What Should You Do if You Think You Are Owed Overtime?
If you think your employer misclassified you as salaried exempt, consider these steps:
- Write down your actual job duties.
Focus on what you really do each day, not just your title or written job description. - Estimate your weekly hours.
Identify how often you work more than 40 hours and what tasks are performed during those extra hours. - Save pay records and schedules.
Keep pay stubs, schedules, emails, time records, and other documents you can legally access. - Do not alter or delete records.
Preserve documents in their original form when possible. - Avoid taking confidential company information.
Save information you are allowed to access, but do not improperly take private, confidential, or privileged materials. - Be careful before signing anything.
Severance agreements, releases, arbitration agreements, or settlement documents may affect your rights. - Speak with an employment lawyer if the issue involves significant unpaid overtime.
Wage and hour claims can involve deadlines, record issues, and classification analysis.
If you were recently fired or offered severance after raising overtime concerns, you may also want to review Swartz Swidler’s pages on wrongful termination attorneys and severance agreements.
Can My Employer Retaliate if I Ask About Overtime?
Employers generally should not punish employees for raising legitimate wage and hour concerns.
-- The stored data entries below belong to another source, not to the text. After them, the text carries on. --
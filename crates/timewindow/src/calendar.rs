//! Calendar-month values.

use std::fmt;
use std::str::FromStr;

use chrono::{Datelike, NaiveDate};
use serde::{Deserialize, Serialize};

use crate::error::TimeWindowError;

/// A calendar month (year + month), independent of any timezone.
///
/// Parses from and serializes to `"YYYY-MM"`; `"YYYY-MM-DD"` is also
/// accepted on input, with the day ignored.
#[derive(Debug, Clone, Copy, PartialEq, Eq, PartialOrd, Ord, Hash, Serialize, Deserialize)]
#[serde(try_from = "String", into = "String")]
pub struct YearMonth {
    year: i32,
    month: u32,
}

impl YearMonth {
    /// November 2013, the first month offered by month lists unless configured otherwise.
    pub const DEFAULT_EPOCH: YearMonth = YearMonth {
        year: 2013,
        month: 11,
    };

    /// Build a month, or `None` if `month` is not 1-12 or the year is out of chrono's range.
    pub fn new(year: i32, month: u32) -> Option<Self> {
        NaiveDate::from_ymd_opt(year, month, 1)?;
        Some(Self { year, month })
    }

    /// The month containing `date`.
    pub fn of<D: Datelike>(date: &D) -> Self {
        Self {
            year: date.year(),
            month: date.month(),
        }
    }

    pub fn year(self) -> i32 {
        self.year
    }

    pub fn month(self) -> u32 {
        self.month
    }

    /// Number of days in this month, accounting for leap years.
    pub fn days_in_month(self) -> u32 {
        match self.month {
            1 | 3 | 5 | 7 | 8 | 10 | 12 => 31,
            4 | 6 | 9 | 11 => 30,
            _ if is_leap_year(self.year) => 29,
            _ => 28,
        }
    }

    pub fn first_day(self) -> Option<NaiveDate> {
        NaiveDate::from_ymd_opt(self.year, self.month, 1)
    }

    pub fn last_day(self) -> Option<NaiveDate> {
        NaiveDate::from_ymd_opt(self.year, self.month, self.days_in_month())
    }

    /// The month `n` months after this one.
    pub fn add_months(self, n: u32) -> Option<Self> {
        let total = self.ordinal() + i64::from(n);
        let year = i32::try_from(total.div_euclid(12)).ok()?;
        let month = u32::try_from(total.rem_euclid(12)).ok()? + 1;
        Self::new(year, month)
    }

    /// Signed number of months from `self` to `later` (zero when equal).
    pub fn months_until(self, later: YearMonth) -> i64 {
        later.ordinal() - self.ordinal()
    }

    fn ordinal(self) -> i64 {
        i64::from(self.year) * 12 + i64::from(self.month) - 1
    }
}

fn is_leap_year(year: i32) -> bool {
    (year % 4 == 0 && year % 100 != 0) || year % 400 == 0
}

impl fmt::Display for YearMonth {
    fn fmt(&self, f: &mut fmt::Formatter<'_>) -> fmt::Result {
        write!(f, "{:04}-{:02}", self.year, self.month)
    }
}

impl FromStr for YearMonth {
    type Err = TimeWindowError;

    fn from_str(s: &str) -> Result<Self, Self::Err> {
        let s = s.trim();
        let invalid = || TimeWindowError::ParseFailure(s.to_string());

        if let Ok(date) = NaiveDate::parse_from_str(s, "%Y-%m-%d") {
            return Ok(Self::of(&date));
        }

        let (year, month) = s.split_once('-').ok_or_else(invalid)?;
        if year.len() != 4 || month.is_empty() || month.len() > 2 {
            return Err(invalid());
        }
        let year: i32 = year.parse().map_err(|_| invalid())?;
        let month: u32 = month.parse().map_err(|_| invalid())?;
        Self::new(year, month).ok_or_else(invalid)
    }
}

impl TryFrom<String> for YearMonth {
    type Error = TimeWindowError;

    fn try_from(value: String) -> Result<Self, Self::Error> {
        value.parse()
    }
}

impl From<YearMonth> for String {
    fn from(value: YearMonth) -> Self {
        value.to_string()
    }
}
Retaliation may include firing, demotion, discipline, reduced hours, schedule changes, threats, or pressure to quit after an employee complains about unpaid overtime or wages.
Examples of possible retaliation include:
- You asked why salaried employees are not paid overtime and were written up.
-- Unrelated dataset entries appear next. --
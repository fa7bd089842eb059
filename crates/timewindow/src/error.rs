//! Error types for timewindow operations.

use thiserror::Error;

#[derive(Error, Debug, Clone, PartialEq, Eq)]
pub enum TimeWindowError {
    #[error("Missing parameter: '{0}'")]
    MissingParameter(String),

    #[error("Invalid parameter: '{0}'")]
    InvalidParameter(String),

    #[error("Inverted range: the end time precedes the start time")]
    InvertedRange,

    #[error("Cannot parse date: '{0}'")]
    ParseFailure(String),

    #[error("Invalid timezone: {0}")]
    InvalidTimezone(String),

    #[error("Invalid datetime: {0}")]
    InvalidDatetime(String),

    #[error(
        "Parameter '{key}' is {length} characters long, exceeding the maximum length of {maximum} characters"
    )]
    ParameterTooLong {
        key: String,
        length: usize,
        maximum: usize,
    },

    #[error("Configuration error: {0}")]
    Config(String),

    #[error("Mail error: {0}")]
    Mail(String),

    #[error("Image error: {0}")]
    Image(String),
}

pub type Result<T> = std::result::Result<T, TimeWindowError>;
- You complained about unpaid overtime and your schedule was cut.
- You asked HR about your classification and were terminated soon after.
- You discussed overtime rights with coworkers and management threatened discipline.
- You filed a wage complaint and your employer began treating you differently.
If you were punished after raising overtime concerns, your case may involve both unpaid wages and retaliation. Swartz Swidler’s content on workplace retaliation may help you understand the broader issue.
Should You Contact a Lawyer Over Unpaid Overtime?
You may want to contact an employment lawyer if your unpaid overtime appears significant, lasted for months or years, affected multiple employees, or involved intentional misclassification.
An employment lawyer can help evaluate:
- Whether your job was properly classified
- Whether your salary met the required threshold
- Whether your duties fit an exemption
- Whether your hours were accurately recorded
- Whether bonuses, commissions, or other pay should affect the calculation
- How far back your claim may reach
- Whether your employer retaliated after you raised concerns
- Whether coworkers may have similar claims
- Whether a severance agreement or arbitration agreement affects your options
You do not have to know the answer before contacting a lawyer. If you are salaried, working long hours, and not receiving overtime, that may be enough to ask whether your classification is correct.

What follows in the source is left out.